### Activity
Go through the records underneath and count the lines that include the string "Some". Give nothing but the number.

[[ Supplied material, beginning ]]

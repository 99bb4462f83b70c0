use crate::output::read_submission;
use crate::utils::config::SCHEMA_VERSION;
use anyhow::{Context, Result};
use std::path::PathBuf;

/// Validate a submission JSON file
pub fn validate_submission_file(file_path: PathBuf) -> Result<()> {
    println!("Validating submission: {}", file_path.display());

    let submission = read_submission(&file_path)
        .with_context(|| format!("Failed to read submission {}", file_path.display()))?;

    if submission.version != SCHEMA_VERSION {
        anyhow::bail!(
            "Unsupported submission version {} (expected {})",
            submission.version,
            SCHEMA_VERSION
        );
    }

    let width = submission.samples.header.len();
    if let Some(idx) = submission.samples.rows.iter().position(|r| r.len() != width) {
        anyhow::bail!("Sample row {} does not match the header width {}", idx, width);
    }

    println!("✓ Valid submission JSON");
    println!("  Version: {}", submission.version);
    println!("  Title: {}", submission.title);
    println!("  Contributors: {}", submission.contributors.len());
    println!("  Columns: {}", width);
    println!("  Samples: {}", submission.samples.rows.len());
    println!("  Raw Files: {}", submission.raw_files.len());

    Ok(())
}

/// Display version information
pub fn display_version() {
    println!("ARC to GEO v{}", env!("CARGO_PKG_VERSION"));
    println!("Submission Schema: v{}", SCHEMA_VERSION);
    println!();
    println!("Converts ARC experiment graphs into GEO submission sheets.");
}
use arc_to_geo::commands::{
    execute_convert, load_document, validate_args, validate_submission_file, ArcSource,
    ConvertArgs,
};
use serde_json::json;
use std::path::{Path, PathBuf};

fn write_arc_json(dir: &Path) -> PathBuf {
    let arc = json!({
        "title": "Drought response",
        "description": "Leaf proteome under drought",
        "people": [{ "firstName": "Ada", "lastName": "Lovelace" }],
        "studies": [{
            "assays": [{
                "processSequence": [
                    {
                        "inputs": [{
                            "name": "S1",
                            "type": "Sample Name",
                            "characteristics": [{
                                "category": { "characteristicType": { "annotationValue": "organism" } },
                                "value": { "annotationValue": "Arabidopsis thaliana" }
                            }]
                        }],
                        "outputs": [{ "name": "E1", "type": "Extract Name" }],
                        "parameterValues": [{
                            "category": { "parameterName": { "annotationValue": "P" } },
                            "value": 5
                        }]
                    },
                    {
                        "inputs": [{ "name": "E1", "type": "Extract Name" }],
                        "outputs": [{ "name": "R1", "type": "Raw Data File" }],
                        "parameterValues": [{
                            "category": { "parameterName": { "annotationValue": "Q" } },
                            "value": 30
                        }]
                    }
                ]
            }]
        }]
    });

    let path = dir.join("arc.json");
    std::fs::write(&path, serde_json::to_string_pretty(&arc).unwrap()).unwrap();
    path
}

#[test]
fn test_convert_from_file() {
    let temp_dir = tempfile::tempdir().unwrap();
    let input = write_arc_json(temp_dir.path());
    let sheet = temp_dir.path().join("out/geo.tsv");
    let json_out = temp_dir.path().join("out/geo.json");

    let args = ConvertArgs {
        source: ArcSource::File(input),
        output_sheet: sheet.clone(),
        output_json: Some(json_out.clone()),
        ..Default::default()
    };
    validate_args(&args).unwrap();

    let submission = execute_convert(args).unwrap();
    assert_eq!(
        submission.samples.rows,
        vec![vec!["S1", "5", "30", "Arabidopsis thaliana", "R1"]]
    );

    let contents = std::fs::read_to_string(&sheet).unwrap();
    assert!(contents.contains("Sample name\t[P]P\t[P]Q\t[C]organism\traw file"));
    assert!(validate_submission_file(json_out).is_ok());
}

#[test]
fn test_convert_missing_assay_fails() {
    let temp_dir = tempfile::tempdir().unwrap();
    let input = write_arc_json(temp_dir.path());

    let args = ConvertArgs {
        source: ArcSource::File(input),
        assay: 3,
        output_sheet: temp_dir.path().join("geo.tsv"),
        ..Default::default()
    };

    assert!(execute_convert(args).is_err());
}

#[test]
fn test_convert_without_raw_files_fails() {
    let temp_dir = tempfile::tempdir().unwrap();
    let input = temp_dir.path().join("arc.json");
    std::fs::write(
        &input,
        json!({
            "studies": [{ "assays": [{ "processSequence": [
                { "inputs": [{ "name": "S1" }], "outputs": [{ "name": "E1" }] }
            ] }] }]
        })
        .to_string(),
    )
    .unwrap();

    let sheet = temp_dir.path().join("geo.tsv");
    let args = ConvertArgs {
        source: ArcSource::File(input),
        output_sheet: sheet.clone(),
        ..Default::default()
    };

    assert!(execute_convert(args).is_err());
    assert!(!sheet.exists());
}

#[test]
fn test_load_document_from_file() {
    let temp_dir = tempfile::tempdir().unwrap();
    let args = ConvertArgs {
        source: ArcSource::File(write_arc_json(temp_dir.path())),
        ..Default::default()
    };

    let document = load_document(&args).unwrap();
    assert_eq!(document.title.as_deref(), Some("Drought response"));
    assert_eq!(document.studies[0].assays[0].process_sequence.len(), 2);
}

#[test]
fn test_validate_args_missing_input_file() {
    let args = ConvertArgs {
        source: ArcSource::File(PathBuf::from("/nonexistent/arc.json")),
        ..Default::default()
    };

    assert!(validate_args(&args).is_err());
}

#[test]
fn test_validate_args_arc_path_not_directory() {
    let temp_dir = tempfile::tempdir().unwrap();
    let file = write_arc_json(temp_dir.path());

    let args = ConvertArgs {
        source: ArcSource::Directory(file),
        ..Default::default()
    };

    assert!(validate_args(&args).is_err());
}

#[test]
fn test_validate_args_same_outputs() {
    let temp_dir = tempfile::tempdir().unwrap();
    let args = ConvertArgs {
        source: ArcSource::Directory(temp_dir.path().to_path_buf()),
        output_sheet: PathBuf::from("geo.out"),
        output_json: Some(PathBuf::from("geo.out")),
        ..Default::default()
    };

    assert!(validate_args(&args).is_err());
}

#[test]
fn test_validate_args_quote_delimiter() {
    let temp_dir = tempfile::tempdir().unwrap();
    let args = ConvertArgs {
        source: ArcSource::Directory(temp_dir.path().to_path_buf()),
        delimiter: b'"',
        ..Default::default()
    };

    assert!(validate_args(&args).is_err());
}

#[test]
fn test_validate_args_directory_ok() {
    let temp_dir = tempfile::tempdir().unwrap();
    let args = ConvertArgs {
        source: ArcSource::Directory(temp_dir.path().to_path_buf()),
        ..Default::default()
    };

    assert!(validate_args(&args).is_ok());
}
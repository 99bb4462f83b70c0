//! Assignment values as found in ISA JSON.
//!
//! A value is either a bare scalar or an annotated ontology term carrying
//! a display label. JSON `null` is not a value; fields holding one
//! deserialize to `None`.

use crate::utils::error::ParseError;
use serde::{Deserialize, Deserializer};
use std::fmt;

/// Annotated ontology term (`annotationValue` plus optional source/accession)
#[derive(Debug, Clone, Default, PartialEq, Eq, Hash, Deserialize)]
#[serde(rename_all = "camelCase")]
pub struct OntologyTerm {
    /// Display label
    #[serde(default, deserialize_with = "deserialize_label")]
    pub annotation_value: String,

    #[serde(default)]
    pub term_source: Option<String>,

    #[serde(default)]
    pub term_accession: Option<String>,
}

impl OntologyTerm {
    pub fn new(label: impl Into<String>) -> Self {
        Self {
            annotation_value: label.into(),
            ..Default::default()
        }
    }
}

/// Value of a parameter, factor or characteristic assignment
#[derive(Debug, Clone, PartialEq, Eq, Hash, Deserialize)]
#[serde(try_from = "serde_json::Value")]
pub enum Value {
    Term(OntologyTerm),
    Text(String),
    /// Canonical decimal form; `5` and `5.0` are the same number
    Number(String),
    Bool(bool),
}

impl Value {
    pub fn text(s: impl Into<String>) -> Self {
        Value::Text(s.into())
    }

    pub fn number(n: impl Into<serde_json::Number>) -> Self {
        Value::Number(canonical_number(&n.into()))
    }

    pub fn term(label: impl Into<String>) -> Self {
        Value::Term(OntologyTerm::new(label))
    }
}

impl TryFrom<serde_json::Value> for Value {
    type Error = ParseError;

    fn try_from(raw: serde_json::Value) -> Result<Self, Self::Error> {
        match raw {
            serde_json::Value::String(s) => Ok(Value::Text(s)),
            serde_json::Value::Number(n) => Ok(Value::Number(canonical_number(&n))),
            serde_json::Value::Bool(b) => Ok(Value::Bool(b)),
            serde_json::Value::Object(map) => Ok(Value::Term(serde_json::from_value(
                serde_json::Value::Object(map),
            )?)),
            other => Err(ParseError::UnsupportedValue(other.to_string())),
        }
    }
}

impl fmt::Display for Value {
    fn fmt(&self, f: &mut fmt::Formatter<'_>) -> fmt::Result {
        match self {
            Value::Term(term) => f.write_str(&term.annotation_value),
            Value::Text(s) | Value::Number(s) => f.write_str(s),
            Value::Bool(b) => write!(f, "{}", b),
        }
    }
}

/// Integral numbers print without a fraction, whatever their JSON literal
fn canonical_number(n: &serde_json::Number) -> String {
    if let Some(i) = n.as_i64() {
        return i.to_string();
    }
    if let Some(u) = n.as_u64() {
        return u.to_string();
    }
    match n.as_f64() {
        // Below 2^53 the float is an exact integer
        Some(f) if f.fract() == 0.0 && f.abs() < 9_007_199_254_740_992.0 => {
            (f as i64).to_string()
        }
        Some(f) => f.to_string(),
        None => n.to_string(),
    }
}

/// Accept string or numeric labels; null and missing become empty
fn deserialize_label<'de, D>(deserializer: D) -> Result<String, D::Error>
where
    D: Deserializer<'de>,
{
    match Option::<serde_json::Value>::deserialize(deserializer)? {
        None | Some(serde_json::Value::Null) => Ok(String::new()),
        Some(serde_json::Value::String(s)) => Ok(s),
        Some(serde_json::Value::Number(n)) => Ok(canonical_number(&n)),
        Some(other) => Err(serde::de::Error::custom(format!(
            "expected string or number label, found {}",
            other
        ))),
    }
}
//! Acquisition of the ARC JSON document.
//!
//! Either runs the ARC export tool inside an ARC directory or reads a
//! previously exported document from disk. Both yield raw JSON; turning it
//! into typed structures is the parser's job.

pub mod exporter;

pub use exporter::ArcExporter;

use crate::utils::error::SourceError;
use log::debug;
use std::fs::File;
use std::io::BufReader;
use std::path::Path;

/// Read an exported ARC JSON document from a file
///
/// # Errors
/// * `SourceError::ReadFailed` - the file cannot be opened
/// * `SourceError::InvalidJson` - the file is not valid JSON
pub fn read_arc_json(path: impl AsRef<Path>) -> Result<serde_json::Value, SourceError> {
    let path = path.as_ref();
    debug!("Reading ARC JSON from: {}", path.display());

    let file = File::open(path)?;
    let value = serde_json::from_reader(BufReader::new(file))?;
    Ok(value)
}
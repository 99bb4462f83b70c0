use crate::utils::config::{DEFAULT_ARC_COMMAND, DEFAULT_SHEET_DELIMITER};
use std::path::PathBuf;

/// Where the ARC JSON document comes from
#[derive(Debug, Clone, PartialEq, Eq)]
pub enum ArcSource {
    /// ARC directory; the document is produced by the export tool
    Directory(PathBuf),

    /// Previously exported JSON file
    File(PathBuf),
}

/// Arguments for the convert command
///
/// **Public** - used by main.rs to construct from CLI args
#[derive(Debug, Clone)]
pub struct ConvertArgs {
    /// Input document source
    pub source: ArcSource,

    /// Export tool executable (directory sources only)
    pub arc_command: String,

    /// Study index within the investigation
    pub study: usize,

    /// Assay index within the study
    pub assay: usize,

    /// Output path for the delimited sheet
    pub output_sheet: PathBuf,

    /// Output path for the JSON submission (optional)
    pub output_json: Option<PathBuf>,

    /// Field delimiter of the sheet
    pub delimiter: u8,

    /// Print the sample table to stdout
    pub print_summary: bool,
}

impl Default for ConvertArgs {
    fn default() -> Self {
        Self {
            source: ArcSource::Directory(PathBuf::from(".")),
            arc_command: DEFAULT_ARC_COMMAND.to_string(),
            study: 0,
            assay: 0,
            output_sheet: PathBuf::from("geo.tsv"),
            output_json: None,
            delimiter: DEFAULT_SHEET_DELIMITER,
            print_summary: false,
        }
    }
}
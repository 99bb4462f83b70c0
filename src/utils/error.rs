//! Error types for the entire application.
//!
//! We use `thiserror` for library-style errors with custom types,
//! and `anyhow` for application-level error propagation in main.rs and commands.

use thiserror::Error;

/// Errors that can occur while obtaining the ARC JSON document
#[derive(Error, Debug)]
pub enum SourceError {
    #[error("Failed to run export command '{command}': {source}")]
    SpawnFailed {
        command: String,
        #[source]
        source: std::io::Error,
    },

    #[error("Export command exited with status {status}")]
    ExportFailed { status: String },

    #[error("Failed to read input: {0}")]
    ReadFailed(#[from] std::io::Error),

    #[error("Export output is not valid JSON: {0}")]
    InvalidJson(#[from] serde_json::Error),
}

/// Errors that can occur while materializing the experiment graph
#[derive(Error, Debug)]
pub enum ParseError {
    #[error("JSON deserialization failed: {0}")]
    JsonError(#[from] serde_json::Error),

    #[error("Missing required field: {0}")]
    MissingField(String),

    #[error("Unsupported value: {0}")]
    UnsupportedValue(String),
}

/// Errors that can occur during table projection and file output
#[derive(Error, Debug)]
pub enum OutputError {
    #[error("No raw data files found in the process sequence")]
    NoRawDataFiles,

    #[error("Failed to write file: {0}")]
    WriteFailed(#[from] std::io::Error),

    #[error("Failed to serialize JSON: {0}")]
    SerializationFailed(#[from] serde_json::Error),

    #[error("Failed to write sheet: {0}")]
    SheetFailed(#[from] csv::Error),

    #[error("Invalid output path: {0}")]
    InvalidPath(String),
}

[[ Supplied material, end ]]

### Answer below
12